Table 1. Describe the training experience of participants.
Line 132. Indicate the frames per second of the video records.
A hot map figure (with individual data) can be helpful to understanding the dispersion of your data.

Experimental design

My principal concern about the methodology used in the present study is that the dynamic knee joint alignment scoring was not contrasted with a gold standard (e.g., kinematic). The agreement to the visual evaluation of dynamic knee joint alignment was made based on an assessment by two experts, limiting the extrapolation of results (e.g., professionals < 5 yr experience).
Line 182. Can you indicate if this scoring used is validated, or has it been used in a previous study?.
Line 146 and 154. Did the author controlled/registered de velocity of the tests?. Did the participant practiced the tests before to applied the measures?.
Line. 184. Explain how the sample size was chosen. State the determined number of raters, subjects/objects, and replicate observations.
Line 246. The limitations must be expanded.

Validity of the findings

'no comment'

Additional comments

This paper is well written and is an interesting topic worthy of further investigation. Importantly, however, the results must be more clearly presented. More information about the protocol is needed.

Reviewer 2 ·

Basic reporting

no comment

Experimental design

Page 9, line 180, missing a quotation mark after the word malalignment

There are also a few things that need to be clarified about the methology:

The participants performed the exercises without practicing it, however, there may have been some among the participants who were familiar with the gesture, which could have been a determining factor in their quality of execution due to prior motor learning. Were the study subjects sedentary or physically active?
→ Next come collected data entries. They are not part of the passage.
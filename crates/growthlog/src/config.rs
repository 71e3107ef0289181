//! Configuration management for growthlog.
//!
//! This module provides configuration loading and validation using figment,
//! supporting TOML config files, environment variables, and defaults.

use std::net::IpAddr;
use std::path::PathBuf;

use figment::{
    providers::{Env, Format, Serialized, Toml},
    Figment,
};
use serde::{Deserialize, Serialize};

use crate::error::{Error, Result};

/// Default configuration file name.
const CONFIG_FILE_NAME: &str = "config.toml";

/// Default data directory name.
const DATA_DIR_NAME: &str = "growthlog";

/// Default database file name.
const DATABASE_FILE_NAME: &str = "plants.db";

/// Default upload directory name.
const UPLOAD_DIR_NAME: &str = "uploads";

/// Secret used when none is configured. Fine for a single local user; set
/// `server.secret_key` when the server is reachable by others.
const DEFAULT_SECRET_KEY: &str = "growthlog-development-secret";

/// Application configuration.
///
/// Configuration is loaded from (in order of precedence, highest first):
/// 1. Environment variables (prefixed with `GROWTHLOG_`, sections split on `__`)
/// 2. TOML config file at `~/.config/growthlog/config.toml`
/// 3. Default values
#[derive(Debug, Clone, Default, PartialEq, Serialize, Deserialize)]
#[serde(default)]
pub struct Config {
    /// HTTP server configuration.
    pub server: ServerConfig,
    /// Storage configuration.
    pub storage: StorageConfig,
    /// Upload configuration.
    pub uploads: UploadConfig,
}

/// HTTP server configuration.
#[derive(Debug, Clone, PartialEq, Serialize, Deserialize)]
#[serde(default)]
pub struct ServerConfig {
    /// Address to bind.
    pub bind_address: IpAddr,
    /// Port to listen on.
    pub port: u16,
    /// Secret used to sign the one-shot notice cookie.
    pub secret_key: String,
}

/// Storage-related configuration.
#[derive(Debug, Clone, Default, PartialEq, Serialize, Deserialize)]
#[serde(default)]
pub struct StorageConfig {
    /// Path to the database file.
    /// Defaults to `~/.local/share/growthlog/plants.db`
    pub database_path: Option<PathBuf>,
}

/// Upload-related configuration.
#[derive(Debug, Clone, PartialEq, Serialize, Deserialize)]
#[serde(default)]
pub struct UploadConfig {
    /// Directory for uploaded photos.
    /// Defaults to `~/.local/share/growthlog/uploads`
    pub directory: Option<PathBuf>,
    /// Largest accepted photo, in bytes.
    pub max_upload_bytes: usize,
}

impl Default for ServerConfig {
    fn default() -> Self {
        Self {
            bind_address: IpAddr::from([127, 0, 0, 1]),
            port: 5000,
            secret_key: DEFAULT_SECRET_KEY.to_string(),
        }
    }
}

impl Default for UploadConfig {
    fn default() -> Self {
        Self {
            directory: None, // Resolved at runtime
            max_upload_bytes: 10 * 1024 * 1024,
        }
    }
}

impl Config {
    /// Load configuration from all sources.
    ///
    /// # Errors
    ///
    /// Returns an error if configuration loading or parsing fails.
    pub fn load() -> Result<Self> {
        Self::load_from(None)
    }

    /// Load configuration with an optional custom config path.
    ///
    /// # Errors
    ///
    /// Returns an error if configuration loading or parsing fails.
    pub fn load_from(config_path: Option<PathBuf>) -> Result<Self> {
        let config_file = config_path.unwrap_or_else(Self::default_config_path);

        let figment = Figment::new()
            .merge(Serialized::defaults(Config::default()))
            .merge(Toml::file(&config_file))
            .merge(Env::prefixed("GROWTHLOG_").split("__"));

        let config: Config = figment.extract()?;
        config.validate()?;
        Ok(config)
    }

    /// Get the default configuration file path.
    #[must_use]
    pub fn default_config_path() -> PathBuf {
        dirs::config_dir()
            .unwrap_or_else(|| PathBuf::from(".config"))
            .join(DATA_DIR_NAME)
            .join(CONFIG_FILE_NAME)
    }

    /// Get the default data directory path.
    #[must_use]
    pub fn default_data_dir() -> PathBuf {
        dirs::data_local_dir()
            .unwrap_or_else(|| PathBuf::from(".local/share"))
            .join(DATA_DIR_NAME)
    }

    /// Validate the configuration.
    ///
    /// # Errors
    ///
    /// Returns an error if any configuration values are invalid.
    pub fn validate(&self) -> Result<()> {
        if self.server.port == 0 {
            return Err(Error::ConfigValidation {
                message: "server.port must be greater than 0".to_string(),
            });
        }

        if self.server.secret_key.trim().is_empty() {
            return Err(Error::ConfigValidation {
                message: "server.secret_key cannot be empty".to_string(),
            });
        }

        if self.uploads.max_upload_bytes == 0 {
            return Err(Error::ConfigValidation {
                message: "uploads.max_upload_bytes must be greater than 0".to_string(),
            });
        }

        Ok(())
    }

    /// Get the database path, resolving defaults if not set.
    #[must_use]
    pub fn database_path(&self) -> PathBuf {
        self.storage
            .database_path
            .clone()
            .unwrap_or_else(|| Self::default_data_dir().join(DATABASE_FILE_NAME))
    }

    /// Get the upload directory, resolving defaults if not set.
    #[must_use]
    pub fn upload_dir(&self) -> PathBuf {
        self.uploads
            .directory
            .clone()
            .unwrap_or_else(|| Self::default_data_dir().join(UPLOAD_DIR_NAME))
    }

    /// Whether the notice cookie is signed with the built-in secret.
    #[must_use]
    pub fn uses_default_secret(&self) -> bool {
        self.server.secret_key == DEFAULT_SECRET_KEY
    }
}
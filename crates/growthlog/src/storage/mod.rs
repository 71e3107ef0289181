//! Storage layer for growthlog.
//!
//! This module provides the `SQLite`-backed record store for plant entries.
//! The store is append-only: entries can be inserted and read back, never
//! updated or deleted.

pub mod migrations;
pub mod schema;

use std::path::{Path, PathBuf};
use std::time::Duration;

use chrono::NaiveDate;
use rusqlite::{params, Connection, OptionalExtension};
use tracing::{debug, info};

use crate::entry::{PlantEntry, PlantEntryDraft, DATE_FORMAT};
use crate::error::{Error, Result};

/// How long a connection waits on a locked database before giving up.
const BUSY_TIMEOUT: Duration = Duration::from_secs(5);

const SELECT_ENTRY_COLUMNS: &str = "SELECT id, name, photo, date, height, notes FROM plant_entries";

/// Record store for plant entries.
///
/// Each `Storage` owns one connection. Concurrent writers each open their own
/// store; `SQLite` serialises the transactions.
#[derive(Debug)]
pub struct Storage {
    /// Path to the database file.
    path: PathBuf,
    /// Database connection.
    conn: Connection,
}

impl Storage {
    /// Open or create a storage database at the given path.
    ///
    /// Creates the parent directories and database file if they don't exist.
    /// Initializes the schema if this is a new database.
    ///
    /// # Errors
    ///
    /// Returns an error if the database cannot be opened or schema initialization fails.
    pub fn open(path: impl AsRef<Path>) -> Result<Self> {
        let path = path.as_ref().to_path_buf();

        if let Some(parent) = path.parent() {
            if !parent.as_os_str().is_empty() && !parent.exists() {
                std::fs::create_dir_all(parent).map_err(|source| Error::DirectoryCreate {
                    path: parent.to_path_buf(),
                    source,
                })?;
            }
        }

        debug!("Opening database at {}", path.display());
        let conn = Connection::open(&path).map_err(|source| Error::DatabaseOpen {
            path: path.clone(),
            source,
        })?;

        conn.busy_timeout(BUSY_TIMEOUT)?;
        conn.execute_batch("PRAGMA journal_mode=WAL; PRAGMA synchronous=NORMAL;")?;

        migrations::initialize_schema(&conn)?;

        debug!("Database ready at {}", path.display());
        Ok(Self { path, conn })
    }

    /// Create an in-memory storage instance for testing.
    ///
    /// # Errors
    ///
    /// Returns an error if the in-memory database cannot be created.
    pub fn open_in_memory() -> Result<Self> {
        let conn = Connection::open_in_memory().map_err(|source| Error::DatabaseOpen {
            path: PathBuf::from(":memory:"),
            source,
        })?;

        migrations::initialize_schema(&conn)?;

        Ok(Self {
            path: PathBuf::from(":memory:"),
            conn,
        })
    }

    /// Get the path to the database file.
    #[must_use]
    pub fn path(&self) -> &Path {
        &self.path
    }

    /// Insert a new entry and return it with its assigned id.
    ///
    /// The write happens in its own transaction, so a failure leaves no
    /// partial row behind.
    ///
    /// # Errors
    ///
    /// Returns an error if the database operation fails.
    pub fn insert(&self, draft: &PlantEntryDraft) -> Result<PlantEntry> {
        let date = draft.date().format(DATE_FORMAT).to_string();

        let tx = self.conn.unchecked_transaction()?;
        tx.execute(
            r"
            INSERT INTO plant_entries (name, photo, date, height, notes)
            VALUES (?1, ?2, ?3, ?4, ?5)
            ",
            params![
                draft.name(),
                draft.photo(),
                date,
                draft.height(),
                draft.notes()
            ],
        )?;
        let id = tx.last_insert_rowid();
        tx.commit()?;

        info!("Recorded entry {} for '{}' on {}", id, draft.name(), date);
        Ok(PlantEntry::from_draft(id, draft.clone()))
    }

    /// Get an entry by its id.
    ///
    /// # Errors
    ///
    /// Returns an error if the database operation fails or the row is corrupt.
    pub fn get(&self, id: i64) -> Result<Option<PlantEntry>> {
        let raw = self
            .conn
            .query_row(
                &format!("{SELECT_ENTRY_COLUMNS} WHERE id = ?1"),
                [id],
                RawEntry::from_row,
            )
            .optional()?;
        raw.map(RawEntry::into_entry).transpose()
    }

    /// Get every entry, oldest date first.
    ///
    /// Dates are stored as `YYYY-MM-DD` text, so text order is calendar
    /// order. Entries on the same date keep their insertion order.
    ///
    /// # Errors
    ///
    /// Returns an error if the database operation fails or a row is corrupt.
    pub fn list_all_ordered_by_date(&self) -> Result<Vec<PlantEntry>> {
        let mut stmt = self
            .conn
            .prepare(&format!("{SELECT_ENTRY_COLUMNS} ORDER BY date ASC, id ASC"))?;

        let raw = stmt
            .query_map([], RawEntry::from_row)?
            .collect::<std::result::Result<Vec<_>, _>>()?;

        raw.into_iter().map(RawEntry::into_entry).collect()
    }

    /// Count stored entries.
    ///
    /// # Errors
    ///
    /// Returns an error if the database operation fails.
    pub fn count(&self) -> Result<i64> {
        let count: i64 = self
            .conn
            .query_row("SELECT COUNT(*) FROM plant_entries", [], |row| row.get(0))?;
        Ok(count)
    }

    /// Get database statistics.
    ///
    /// # Errors
    ///
    /// Returns an error if the database operation fails.
    pub fn stats(&self) -> Result<StorageStats> {
        let (total_entries, plants, first, last): (i64, i64, Option<String>, Option<String>) =
            self.conn.query_row(
                "SELECT COUNT(*), COUNT(DISTINCT name), MIN(date), MAX(date) FROM plant_entries",
                [],
                |row| Ok((row.get(0)?, row.get(1)?, row.get(2)?, row.get(3)?)),
            )?;

        let first_date = first.and_then(|s| NaiveDate::parse_from_str(&s, DATE_FORMAT).ok());
        let last_date = last.and_then(|s| NaiveDate::parse_from_str(&s, DATE_FORMAT).ok());

        let db_size_bytes = if self.path.to_string_lossy() == ":memory:" {
            0
        } else {
            std::fs::metadata(&self.path).map(|m| m.len()).unwrap_or(0)
        };

        Ok(StorageStats {
            total_entries,
            plants,
            first_date,
            last_date,
            db_size_bytes,
        })
    }
}

/// A row as read from the database, before date decoding.
struct RawEntry {
    id: i64,
    name: String,
    photo: Option<String>,
    date: String,
    height: f64,
    notes: Option<String>,
}

impl RawEntry {
    fn from_row(row: &rusqlite::Row) -> rusqlite::Result<Self> {
        Ok(Self {
            id: row.get(0)?,
            name: row.get(1)?,
            photo: row.get(2)?,
            date: row.get(3)?,
            height: row.get(4)?,
            notes: row.get(5)?,
        })
    }

    fn into_entry(self) -> Result<PlantEntry> {
        let date =
            NaiveDate::parse_from_str(&self.date, DATE_FORMAT).map_err(|e| Error::CorruptRow {
                id: self.id,
                message: format!("bad date '{}': {e}", self.date),
            })?;

        Ok(PlantEntry {
            id: self.id,
            name: self.name,
            photo: self.photo,
            date,
            height: self.height,
            notes: self.notes,
        })
    }
}

/// Statistics about the storage.
#[derive(Debug, Clone, PartialEq, Eq)]
pub struct StorageStats {
    /// Total number of entries stored.
    pub total_entries: i64,
    /// Number of distinct plant names.
    pub plants: i64,
    /// Date of the earliest entry.
    pub first_date: Option<NaiveDate>,
    /// Date of the latest entry.
    pub last_date: Option<NaiveDate>,
    /// Size of the database file in bytes.
    pub db_size_bytes: u64,
}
Were the exercises performed at a speed selected by the participant? How was the influence of acceleration on the knee excursion controlled? This factor could influence the knee valgus.

What criteria did the authors use to categorize as severe, moderate, mild and doubtful varus / valgus? Does this represent an adaptation of the system used by Nae et al (2017)? It is necessary to clarify this to allow the reproducibility of your system, considering that subjects with doubtful varus / valgus were finally categorized as "No definite evidence ...". The authors could give an example or brief description of this categorization, otherwise it is too dependent on the judgment of the evaluator, independent of their clinical experience.

Validity of the findings

Page 11, line 242. The authors state "Forward lunge is therefore a promising clinical tool for evaluating knee alignment". Since this study deals with intra- and inter-rater reliability, this statement cannot be attributed to the results. The authors did not measure the sensitivity or specificity of the test. I understand that you meant that forward lunge is a reliable test to be used in clinic enviroment, as you say later.

An element to note is that the video analysis carried out did not include slow motion. This makes the validity results more representative of clinical practice than other studies.

Additional comments

It is a good article, clear and consistent between its objective and methodology. The authors' interest in bringing research closer to daily clinical aspects is appreciated.

There are methodological appraisals that must be reviewed, mainly considering the reproducibility of the classification system they propose.